* _Activity_
Begin at the top of the following data. Copy each line exactly until you have copied the line containing "let mut table = ElectrodeTable::new(&io, list);".

* _Source material_
[Start of section]
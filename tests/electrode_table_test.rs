//! Tests for deriving the electrode table from a channel list.

use rust_nwb::io::memory::MemoryIo;
use rust_nwb::io::{BaseIo, DataValues, FileMode};
use rust_nwb::nwb::{Device, ElectrodeGroup, ElectrodeTable, ELECTRODE_TABLE_PATH};
use rust_nwb::registry::TypeRegistry;
use rust_nwb::{Channel, NwbError, RegisteredType};

fn open_session() -> MemoryIo {
    let io = MemoryIo::new("electrodes.nwb");
    io.open(FileMode::Overwrite).unwrap();
    io
}

fn channels(group: &str, count: usize, first_global: usize) -> Vec<Channel> {
    (0..count)
        .map(|i| Channel::new(format!("CH{}", i), group, i, first_global + i))
        .collect()
}

fn column_len(io: &MemoryIo, name: &str) -> usize {
    io.dataset_extent(&format!("{}/{}", ELECTRODE_TABLE_PATH, name))
        .unwrap()[0]
}

#[test]
fn test_row_count_equals_channel_count() {
    for count in [0usize, 1, 4, 32] {
        let io = open_session();
        let mut table = ElectrodeTable::new(&io, channels("array0", count, 0));
        table.initialize().unwrap();
        table.add_electrodes().unwrap();

        assert_eq!(table.table().row_count(), count);
        for column in ["id", "group_name", "location", "group"] {
            assert_eq!(column_len(&io, column), count, "column {}", column);
        }
    }
}

#[test]
fn test_columns_are_written_in_fixed_order() {
    let io = open_session();
    let mut table = ElectrodeTable::new(&io, channels("array0", 2, 0));
    table.initialize().unwrap();
    table.add_electrodes().unwrap();

    assert_eq!(
        table.table().read_col_names().unwrap(),
        vec!["group_name", "location", "group"]
    );
    assert_eq!(
        table.table().read_description().unwrap(),
        "metadata about extracellular electrodes"
    );
}

#[test]
fn test_ids_are_global_indices_and_rows_reference_groups() {
    let io = open_session();
    let mut list = channels("shank0", 2, 16);
    list.extend(channels("shank1", 2, 40));
    let mut table = ElectrodeTable::new(&io, list);
    table.initialize().unwrap();
    table.add_electrodes().unwrap();

    assert_eq!(table.table().read_id_column().unwrap(), vec![16, 17, 40, 41]);
    assert_eq!(
        table.table().read_column("group_name").unwrap().as_strings().unwrap(),
        ["shank0", "shank0", "shank1", "shank1"]
    );
    assert_eq!(
        table.table().read_column("location").unwrap(),
        DataValues::Str(vec!["unknown".to_string(); 4])
    );
    assert_eq!(
        table.table().read_column("group").unwrap(),
        DataValues::Reference(vec![
            "/general/extracellular_ephys/shank0".to_string(),
            "/general/extracellular_ephys/shank0".to_string(),
            "/general/extracellular_ephys/shank1".to_string(),
            "/general/extracellular_ephys/shank1".to_string(),
        ])
    );
}

#[test]
fn test_group_path_follows_first_channel() {
    let io = open_session();
    let mut table = ElectrodeTable::new(&io, channels("tetrode3", 4, 12));
    table.initialize().unwrap();
    table.add_electrodes().unwrap();
    assert_eq!(
        table.group_path().unwrap(),
        "/general/extracellular_ephys/tetrode3"
    );
}

#[test]
fn test_empty_channel_list_produces_empty_columns() {
    let io = open_session();
    let mut table = ElectrodeTable::new(&io, Vec::new());
    table.initialize().unwrap();
    table.add_electrodes().unwrap();

    assert_eq!(table.table().row_count(), 0);
    assert!(table.table().read_id_column().unwrap().is_empty());
    assert!(matches!(
        table.group_path(),
        Err(NwbError::InvalidState { .. })
    ));
}

#[test]
fn test_full_extracellular_hierarchy_is_discoverable() {
    let io = open_session();
    let device = Device::new("/general/devices/shank0", &io);
    device.initialize("silicon shank", "acme").unwrap();
    let group = ElectrodeGroup::new("/general/extracellular_ephys/shank0", &io);
    group.initialize("first shank", "CA1", &device).unwrap();

    let mut table = ElectrodeTable::new(&io, channels("shank0", 3, 0));
    table.initialize().unwrap();
    table.add_electrodes().unwrap();
    assert_eq!(table.group_path().unwrap(), group.path());

    let rebuilt = TypeRegistry::global()
        .create_from_stored(ELECTRODE_TABLE_PATH, &io)
        .unwrap();
    assert_eq!(rebuilt.full_type_name(), "core::ElectrodesTable");
    let mut loaded = rebuilt.into_electrode_table().unwrap();
    loaded.load().unwrap();
    assert_eq!(loaded.table().row_count(), 3);
    assert_eq!(loaded.group_path().unwrap(), "/general/extracellular_ephys/shank0");
}
impl MemoryIo {
    /// New session over a fresh, empty store.
    pub fn new(name: impl Into<String>) -> Self {
        Self::with_store(name, MemoryStore::new())
    }

    /// New session over an existing store, e.g. to reopen a finished recording.
    pub fn with_store(name: impl Into<String>, store: Arc<MemoryStore>) -> Self {
        Self {
            name: name.into(),
            store,
            session: RwLock::new(Session {
                open: false,
                mode: FileMode::ReadOnly,
            }),
        }
    }

    pub fn store(&self) -> Arc<MemoryStore> {
        Arc::clone(&self.store)
    }

    /// A reader that observes this session's flushes.
    pub fn swmr_reader(&self) -> MemorySwmrReader {
        MemorySwmrReader::new(self.store())
    }

    fn ensure_writable(&self, path: &str) -> NwbResult<()> {
        let session = *self.session.read();
        if !session.open {
            return Err(NwbError::invalid_state(path, "the I/O session is not open"));
        }
        if session.mode == FileMode::ReadOnly {
            return Err(NwbError::invalid_state(path, "the I/O session is read-only"));
        }
        Ok(())
    }

    fn ensure_structure_mutable(&self, path: &str) -> NwbResult<()> {
        self.ensure_writable(path)?;
        if self.store.is_swmr() {
            return Err(NwbError::invalid_state(
                path,
                "object structure is frozen while recording in SWMR mode",
            ));
        }
        Ok(())
    }
}

impl BaseIo for MemoryIo {
    fn file_name(&self) -> &str {
        &self.name
    }

    fn open(&self, mode: FileMode) -> NwbResult<()> {
        let mut session = self.session.write();
        if session.open {
            debug!(file = %self.name, "Session already open");
            return Ok(());
        }
        if mode == FileMode::Overwrite {
            self.store.reset();
        }
        *session = Session { open: true, mode };
        debug!(file = %self.name, ?mode, "Opened memory session");
        Ok(())
    }

    fn close(&self) -> NwbResult<()> {
        let session = *self.session.read();
        if !session.open {
            return Ok(());
        }
        if session.mode != FileMode::ReadOnly {
            self.store.publish();
            self.store.swmr_mode.store(false, Ordering::Release);
        }
        self.session.write().open = false;
        debug!(file = %self.name, "Closed memory session");
        Ok(())
    }

    fn flush(&self) -> NwbResult<()> {
        let session = *self.session.read();
        if session.open && session.mode != FileMode::ReadOnly {
            self.store.publish();
        }
        Ok(())
    }

    fn is_open(&self) -> bool {
        self.session.read().open
    }

    fn create_group(&self, path: &str) -> NwbResult<()> {
        let path = normalize_path(path);
        self.ensure_structure_mutable(&path)?;
        self.store.image.write().insert_new(&path, Node::group())?;
        debug!(path = %path, "Created group");
        Ok(())
    }

    fn create_attribute(&self, value: AttributeValue, path: &str, name: &str) -> NwbResult<()> {
        let path = normalize_path(path);
        self.ensure_structure_mutable(&path)?;
        let mut image = self.store.image.write();
        let node = image
            .resolve_mut(&path)
            .ok_or_else(|| NwbError::backend(&path, "object does not exist"))?;
        node.attributes.insert(name.to_string(), value);
        trace!(path = %path, attribute = name, "Wrote attribute");
        Ok(())
    }

    fn create_link(&self, path: &str, target: &str) -> NwbResult<()> {
        let path = normalize_path(path);
        self.ensure_structure_mutable(&path)?;
        let target = normalize_path(target);
        self.store.image.write().insert_new(
            &path,
            Node {
                kind: NodeKind::Link { target: target.clone() },
                attributes: BTreeMap::new(),
            },
        )?;
        debug!(path = %path, target = %target, "Created link");
        Ok(())
    }

    fn create_array_dataset(&self, config: &DatasetConfig, path: &str) -> NwbResult<DatasetHandle> {
        let path = normalize_path(path);
        config.validate(&path)?;
        self.ensure_structure_mutable(&path)?;
        let mut values = DataValues::empty(config.dtype());
        values.resize(config.shape().iter().product());
        let node = Node {
            kind: NodeKind::Dataset(DatasetNode {
                dtype: config.dtype(),
                shape: config.shape().to_vec(),
                chunking: config.chunking().to_vec(),
                values,
            }),
            attributes: BTreeMap::new(),
        };
        let mut image = self.store.image.write();
        image.insert_new(&path, node)?;
        image.dirty.insert(path.clone());
        debug!(path = %path, dtype = %config.dtype(), shape = ?config.shape(), "Created dataset");
        Ok(DatasetHandle::new(path, config.dtype(), config.shape()))
    }

    fn dataset_handle(&self, path: &str) -> NwbResult<DatasetHandle> {
        let path = normalize_path(path);
        let image = self.store.image.read();
        let (resolved, _) = image
            .resolve(&path)
            .ok_or_else(|| NwbError::backend(&path, "dataset does not exist"))?;
        let ds = image.dataset(resolved)?;
        Ok(DatasetHandle::new(resolved, ds.dtype, &ds.shape))
    }

    fn extend_dataset(&self, handle: &DatasetHandle, new_shape: &[usize]) -> NwbResult<()> {
        let path = handle.path();
        self.ensure_writable(path)?;
        let mut image = self.store.image.write();
        let ds = image.dataset_mut(path)?;
        if new_shape.len() != ds.shape.len() {
            return Err(NwbError::backend(
                path,
                format!("cannot change rank from {} to {}", ds.shape.len(), new_shape.len()),
            ));
        }
        if new_shape.iter().zip(&ds.shape).any(|(new, old)| new < old) {
            return Err(NwbError::backend(
                path,
                format!("datasets only grow: {:?} -> {:?}", ds.shape, new_shape),
            ));
        }
        if new_shape[1..] != ds.shape[1..] && ds.shape[0] > 0 {
            return Err(NwbError::backend(
                path,
                "only the first axis of a populated dataset can be extended",
            ));
        }
        ds.values.resize(new_shape.iter().product());
        ds.shape = new_shape.to_vec();
        image.dirty.insert(path.to_string());
        trace!(path, shape = ?new_shape, "Extended dataset");
        Ok(())
    }

    fn write_block(
        &self,
        handle: &DatasetHandle,
        offset: usize,
        values: &DataValues,
    ) -> NwbResult<()> {
        let path = handle.path();
        self.ensure_writable(path)?;
        let mut image = self.store.image.write();
        let ds = image.dataset_mut(path)?;
        if !values.matches(ds.dtype) {
            return Err(NwbError::TypeMismatch {
                path: path.to_string(),
                expected: ds.dtype.to_string(),
                actual: values.dtype().to_string(),
            });
        }
        let row_width = ds.shape.iter().skip(1).product::<usize>().max(1);
        if values.len() % row_width != 0 {
            return Err(NwbError::backend(
                path,
                format!(
                    "block of {} elements is not a whole number of {}-element rows",
                    values.len(),
                    row_width
                ),
            ));
        }
        let rows = values.len() / row_width;
        if offset + rows > ds.shape[0] {
            return Err(NwbError::backend(
                path,
                format!(
                    "rows {}..{} lie beyond the current extent of {}",
                    offset,
                    offset + rows,
                    ds.shape[0]
                ),
            ));
        }
        ds.values
            .overwrite(offset * row_width, values)
            .map_err(|message| NwbError::backend(path, message))?;
        image.dirty.insert(path.to_string());
        trace!(path, offset, rows, "Wrote block");
        Ok(())
    }

    fn write_region(
        &self,
        handle: &DatasetHandle,
        offset: &[usize],
        shape: &[usize],
        values: &DataValues,
    ) -> NwbResult<()> {
        let path = handle.path();
        self.ensure_writable(path)?;
        let mut image = self.store.image.write();
        let ds = image.dataset_mut(path)?;
        if !values.matches(ds.dtype) {
            return Err(NwbError::TypeMismatch {
                path: path.to_string(),
                expected: ds.dtype.to_string(),
                actual: values.dtype().to_string(),
            });
        }
        let rank = ds.shape.len();
        if offset.len() != rank || shape.len() != rank {
            return Err(NwbError::backend(
                path,
                format!("region of rank {}/{} on a rank {} dataset", offset.len(), shape.len(), rank),
            ));
        }
        if shape.iter().product::<usize>() != values.len() {
            return Err(NwbError::backend(
                path,
                format!("{} elements do not fill a {:?} region", values.len(), shape),
            ));
        }
        if offset.iter().zip(shape).zip(&ds.shape).any(|((o, n), dim)| o + n > *dim) {
            return Err(NwbError::backend(
                path,
                format!("region {:?}+{:?} lies beyond the current extent {:?}", offset, shape, ds.shape),
            ));
        }
        if values.is_empty() {
            return Ok(());
        }

        // Copy contiguous runs along the last axis
        let mut strides = vec![1usize; rank];
        for axis in (0..rank - 1).rev() {
            strides[axis] = strides[axis + 1] * ds.shape[axis + 1];
        }
        let run = shape[rank - 1];
        for r in 0..values.len() / run {
            let mut rem = r;
            let mut flat = offset[rank - 1];
            for axis in (0..rank - 1).rev() {
                flat += (offset[axis] + rem % shape[axis]) * strides[axis];
                rem /= shape[axis];
            }
            ds.values
                .overwrite(flat, &values.slice(r * run, (r + 1) * run))
                .map_err(|message| NwbError::backend(path, message))?;
        }
        image.dirty.insert(path.to_string());
        trace!(path, ?offset, ?shape, "Wrote region");
        Ok(())
    }

    fn read_dataset(&self, path: &str) -> NwbResult<DataValues> {
        let path = normalize_path(path);
        Ok(self.store.image.read().dataset(&path)?.values.clone())
    }

    fn read_attribute(&self, path: &str, name: &str) -> NwbResult<AttributeValue> {
        let path = normalize_path(path);
        let image = self.store.image.read();
        let (_, node) = image
            .resolve(&path)
            .ok_or_else(|| NwbError::backend(&path, "object does not exist"))?;
        node.attributes
            .get(name)
            .cloned()
            .ok_or_else(|| NwbError::backend(&path, format!("attribute '{}' does not exist", name)))
    }

    fn dataset_extent(&self, path: &str) -> NwbResult<Vec<usize>> {
        let path = normalize_path(path);
        Ok(self.store.image.read().dataset(&path)?.shape.clone())
    }

    fn object_exists(&self, path: &str) -> bool {
        self.store.image.read().nodes.contains_key(&normalize_path(path))
    }

    fn attribute_exists(&self, path: &str, name: &str) -> bool {
        let path = normalize_path(path);
        self.store
            .image
            .read()
            .resolve(&path)
            .is_some_and(|(_, node)| node.attributes.contains_key(name))
    }

    fn storage_object_type(&self, path: &str) -> StorageObjectType {
        self.store.image.read().kind_of(&normalize_path(path))
    }

    fn storage_objects(&self, path: &str) -> NwbResult<Vec<(String, StorageObjectType)>> {
        let path = normalize_path(path);
        let image = self.store.image.read();
        let group = match image.resolve(&path) {
            Some((resolved, Node { kind: NodeKind::Group, .. })) => resolved.to_string(),
            Some(_) => return Err(NwbError::backend(&path, "object is not a group")),
            None => return Err(NwbError::backend(&path, "group does not exist")),
        };
        Ok(image
            .nodes
            .keys()
            .filter(|key| key.as_str() != "/" && parent_path(key) == group)
            .map(|key| (path_name(key).to_string(), image.kind_of(key)))
            .collect())
    }

    fn start_recording(&self) -> NwbResult<()> {
        self.ensure_writable("/")?;
        self.store.publish();
        self.store.swmr_mode.store(true, Ordering::Release);
        info!(file = %self.name, "Started SWMR recording");
        Ok(())
    }

    fn stop_recording(&self) -> NwbResult<()> {
        if self.store.is_swmr() {
            self.close()?;
            info!(file = %self.name, "Stopped SWMR recording");
        } else {
            self.flush()?;
        }
        Ok(())
    }

    fn can_modify_objects(&self) -> bool {
        let session = *self.session.read();
        session.open && session.mode != FileMode::ReadOnly && !self.store.is_swmr()
    }
}

/// SWMR reader over a [`MemoryStore`].
///
/// Keeps one snapshot per opened dataset; only [`SwmrReader::refresh`] replaces it.
#[derive(Debug)]
pub struct MemorySwmrReader {
    store: Arc<MemoryStore>,
    cache: HashMap<String, Arc<PublishedDataset>>,
}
[End of section]
* _Response box_
filename tests/electrode_table_test.rs
//! Tests for deriving the electrode table from a channel list.

use rust_nwb::io::memory::MemoryIo;
use rust_nwb::io::{BaseIo, DataValues, FileMode};
use rust_nwb::nwb::{Device, ElectrodeGroup, ElectrodeTable, ELECTRODE_TABLE_PATH};
use rust_nwb::registry::TypeRegistry;
use rust_nwb::{Channel, NwbError, RegisteredType};

fn open_session() -> MemoryIo {
    let io = MemoryIo::new("electrodes.nwb");
    io.open(FileMode::Overwrite).unwrap();
    io
}

fn channels(group: &str, count: usize, first_global: usize) -> Vec<Channel> {
    (0..count)
        .map(|i| Channel::new(format!("CH{}", i), group, i, first_global + i))
        .collect()
}

fn column_len(io: &MemoryIo, name: &str) -> usize {
    io.dataset_extent(&format!("{}/{}", ELECTRODE_TABLE_PATH, name))
        .unwrap()[0]
}

#[test]
fn test_row_count_equals_channel_count() {
    for count in [0usize, 1, 4, 32] {
        let io = open_session();
        let mut table = ElectrodeTable::new(&io, channels("array0", count, 0));
        table.initialize().unwrap();
        table.add_electrodes().unwrap();

        assert_eq!(table.table().row_count(), count);
        for column in ["id", "group_name", "location", "group"] {
            assert_eq!(column_len(&io, column), count, "column {}", column);
        }
    }
}

#[test]
fn test_columns_are_written_in_fixed_order() {
    let io = open_session();
    let mut table = ElectrodeTable::new(&io, channels("array0", 2, 0));
    table.initialize().unwrap();
    table.add_electrodes().unwrap();

    assert_eq!(
        table.table().read_col_names().unwrap(),
        vec!["group_name", "location", "group"]
    );
    assert_eq!(
        table.table().read_description().unwrap(),
        "metadata about extracellular electrodes"
    );
}

#[test]
fn test_ids_are_global_indices_and_rows_reference_groups() {
    let io = open_session();
    let mut list = channels("shank0", 2, 16);
    list.extend(channels("shank1", 2, 40));
    let mut table = ElectrodeTable::new(&io, list);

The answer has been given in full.